Determine which lines of the records include the word "BulkTimesRequest", and copy them.

Collected data

★ ★ ★ ★ ★

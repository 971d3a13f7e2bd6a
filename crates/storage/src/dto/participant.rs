use chrono::NaiveDateTime;
use rust_decimal::Decimal;
use serde::{Deserialize, Serialize};
use utoipa::ToSchema;
use validator::Validate;

use crate::dto::ranking::QualificationInfo;
use crate::models::Participant;
use crate::services::scoring::{final_top, intermediate_top, preliminary_top};

/// Participant as returned by the API, including the derived stage top times
#[derive(Debug, Clone, Serialize, ToSchema)]
pub struct ParticipantResponse {
    pub participant_id: i32,
    pub active: bool,
    pub start_nr: Option<i32>,
    pub first_name: String,
    pub last_name: String,
    pub address: String,
    pub postal_code: String,
    pub city: String,
    pub email: Option<String>,
    pub phone: Option<String>,
    pub photo_url: Option<String>,
    pub times: RecordTimesRequest,
    pub preliminary_top: Option<Decimal>,
    pub intermediate_top: Option<Decimal>,
    pub final_top: Option<Decimal>,
    pub qualification: QualificationInfo,
    pub created_at: NaiveDateTime,
}

/// Request payload for registering a new participant
#[derive(Debug, Clone, Serialize, Deserialize, Validate, ToSchema)]
pub struct CreateParticipantRequest {
    #[validate(range(min = 1, message = "Start number must be positive"))]
    pub start_nr: Option<i32>,

    #[validate(length(
        min = 1,
        max = 64,
        message = "First name must be between 1 and 64 characters"
    ))]
    pub first_name: String,

    #[validate(length(
        min = 1,
        max = 64,
        message = "Last name must be between 1 and 64 characters"
    ))]
    pub last_name: String,

    #[validate(length(min = 1, max = 128, message = "Address is required"))]
    pub address: String,

    #[validate(length(min = 1, max = 10, message = "Postal code is required"))]
    pub postal_code: String,

    #[validate(length(min = 1, max = 64, message = "City is required"))]
    pub city: String,

    #[validate(email)]
    #[validate(length(max = 120))]
    pub email: Option<String>,

    #[validate(length(max = 20))]
    pub phone: Option<String>,

    #[validate(url)]
    #[validate(length(max = 500))]
    pub photo_url: Option<String>,
}

/// Request payload for editing a participant's registration data.
///
/// Times and qualification flags are not editable here.
#[derive(Debug, Clone, Serialize, Deserialize, Validate, ToSchema)]
pub struct UpdateParticipantRequest {
    #[validate(range(min = 1))]
    pub start_nr: Option<i32>,

    #[validate(length(min = 1, max = 64))]
    pub first_name: Option<String>,

    #[validate(length(min = 1, max = 64))]
    pub last_name: Option<String>,

    #[validate(length(min = 1, max = 128))]
    pub address: Option<String>,

    #[validate(length(min = 1, max = 10))]
    pub postal_code: Option<String>,

    #[validate(length(min = 1, max = 64))]
    pub city: Option<String>,

    #[validate(email)]
    #[validate(length(max = 120))]
    pub email: Option<String>,

    #[validate(length(max = 20))]
    pub phone: Option<String>,

    #[validate(url)]
    #[validate(length(max = 500))]
    pub photo_url: Option<String>,
}

/// The six ride times of one participant, in seconds.
///
/// Recording replaces all six slots; a missing slot clears that time.
#[derive(Debug, Clone, Default, PartialEq, Serialize, Deserialize, Validate, ToSchema)]
pub struct RecordTimesRequest {
    #[validate(custom(function = "validate_ride_time"))]
    pub time1: Option<Decimal>,
    #[validate(custom(function = "validate_ride_time"))]
    pub time2: Option<Decimal>,
    #[validate(custom(function = "validate_ride_time"))]
    pub time3: Option<Decimal>,
    #[validate(custom(function = "validate_ride_time"))]
    pub time4: Option<Decimal>,
    #[validate(custom(function = "validate_ride_time"))]
    pub time5: Option<Decimal>,
    #[validate(custom(function = "validate_ride_time"))]
    pub time6: Option<Decimal>,
}

#[derive(Debug, Clone, Serialize, Deserialize, Validate, ToSchema)]
pub struct ParticipantTimes {
    pub participant_id: i32,
    #[serde(flatten)]
    #[validate(nested)]
    pub times: RecordTimesRequest,
}

/// Times for several participants at once
#[derive(Debug, Clone, Serialize, Deserialize, Validate, ToSchema)]
pub struct BulkTimesRequest {
    #[validate(nested)]
    pub entries: Vec<ParticipantTimes>,
}

#[derive(Debug, Clone, Serialize, Deserialize, ToSchema)]
pub struct ActiveParticipantId {
    pub id: Option<i32>,
}

/// Largest value the `NUMERIC(8, 3)` time columns hold
const MAX_RIDE_TIME: Decimal = Decimal::from_parts(99_999_999, 0, 0, false, 3);

/// Fractional digits the time columns keep; finer values would be rounded by the database
const RIDE_TIME_SCALE: u32 = 3;

fn validate_ride_time(time: &Decimal) -> Result<(), validator::ValidationError> {
    let (code, message) = if *time < Decimal::ZERO {
        ("negative_time", "Ride time cannot be negative")
    } else if *time > MAX_RIDE_TIME {
        ("time_too_large", "Ride time cannot exceed 99999.999 seconds")
    } else if time.normalize().scale() > RIDE_TIME_SCALE {
        ("time_too_precise", "Ride time allows at most 3 decimal places")
    } else {
        return Ok(());
    };

    let mut error = validator::ValidationError::new(code);
    error.message = Some(message.into());
    Err(error)
}

impl From<[Option<Decimal>; 6]> for RecordTimesRequest {
    fn from(times: [Option<Decimal>; 6]) -> Self {
        let [time1, time2, time3, time4, time5, time6] = times;
        Self {
            time1,
            time2,
            time3,
            time4,
            time5,
            time6,
        }
    }
}

impl From<Participant> for ParticipantResponse {
    fn from(participant: Participant) -> Self {
        Self {
            times: RecordTimesRequest::from(participant.times()),
            preliminary_top: preliminary_top(&participant),
            intermediate_top: intermediate_top(&participant),
            final_top: final_top(&participant),
            qualification: QualificationInfo::from(&participant),
            participant_id: participant.participant_id,
            active: participant.active,
            start_nr: participant.start_nr,
            first_name: participant.first_name,
            last_name: participant.last_name,
            address: participant.address,
            postal_code: participant.postal_code,
            city: participant.city,
            email: participant.email,
            phone: participant.phone,
            photo_url: participant.photo_url,
            created_at: participant.created_at,
        }
    }
}

#[cfg(test)]
mod tests {
    use super::*;

    #[test]
    fn test_negative_time_is_rejected() {
        let request = RecordTimesRequest {
            time2: Some(Decimal::new(-5, 1)),
            ..Default::default()
        };

        let errors = request.validate().unwrap_err();
        assert!(errors.field_errors().contains_key("time2"));
    }

    #[test]
    fn test_zero_and_missing_times_are_valid() {
        let request = RecordTimesRequest {
            time1: Some(Decimal::ZERO),
            time6: Some(Decimal::new(1234, 2)),
            ..Default::default()
        };

        assert!(request.validate().is_ok());
        assert!(RecordTimesRequest::default().validate().is_ok());
    }

    #[test]
    fn test_sub_millisecond_time_is_rejected() {
        let request = RecordTimesRequest {
            time1: Some(Decimal::new(989_996, 4)),
            ..Default::default()
        };

        let errors = request.validate().unwrap_err();
        let fields = errors.field_errors();
        assert_eq!(fields["time1"][0].code, "time_too_precise");
    }

    #[test]
    fn test_trailing_zeros_do_not_count_as_precision() {
        let request = RecordTimesRequest {
            time1: Some(Decimal::new(98_999_000, 6)),
            ..Default::default()
        };

        assert!(request.validate().is_ok());
    }

    #[test]
    fn test_time_beyond_column_range_is_rejected() {
        let too_long = RecordTimesRequest {
            time3: Some(Decimal::from(1_000_000)),
            ..Default::default()
        };
        let longest = RecordTimesRequest {
            time3: Some(MAX_RIDE_TIME),
            ..Default::default()
        };

        let errors = too_long.validate().unwrap_err();
        let fields = errors.field_errors();
        assert_eq!(fields["time3"][0].code, "time_too_large");
        assert!(longest.validate().is_ok());
    }

    #[test]
    fn test_bulk_request_validates_each_entry() {
        let request = BulkTimesRequest {
            entries: vec![
                ParticipantTimes {
                    participant_id: 1,
                    times: RecordTimesRequest::default(),
                },
                ParticipantTimes {
                    participant_id: 2,
                    times: RecordTimesRequest {
                        time4: Some(Decimal::from(-1)),
                        ..Default::default()
                    },
                },
            ],
        };

        assert!(request.validate().is_err());
    }

    #[test]
    fn test_create_request_requires_names() {
        let request = CreateParticipantRequest {
            start_nr: Some(7),
            first_name: String::new(),
            last_name: "Huber".to_string(),
            address: "Dorfstrasse 1".to_string(),
            postal_code: "6300".to_string(),
            city: "Zug".to_string(),
            email: Some("not-an-email".to_string()),
            phone: None,
            photo_url: None,
        };

        let errors = request.validate().unwrap_err();
        let fields = errors.field_errors();
        assert!(fields.contains_key("first_name"));
        assert!(fields.contains_key("email"));
        assert!(!fields.contains_key("last_name"));
    }

    #[test]
    fn test_response_carries_stage_tops() {
        let participant = Participant {
            participant_id: 4,
            time1: Some(Decimal::from(20)),
            time3: Some(Decimal::from(35)),
            time5: Some(Decimal::from(12)),
            round1_qualified: true,
            ..Default::default()
        };

        let response = ParticipantResponse::from(participant);

        assert_eq!(response.preliminary_top, Some(Decimal::from(35)));
        assert_eq!(response.intermediate_top, Some(Decimal::from(12)));
        assert_eq!(response.final_top, None);
        assert_eq!(response.times.time3, Some(Decimal::from(35)));
        assert!(response.qualification.round1);
        assert!(!response.qualification.round2);
    }
}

★ ★ ★ ★ ★

ANSWER TO THE EXERCISE:
pub struct BulkTimesRequest {
        let request = BulkTimesRequest {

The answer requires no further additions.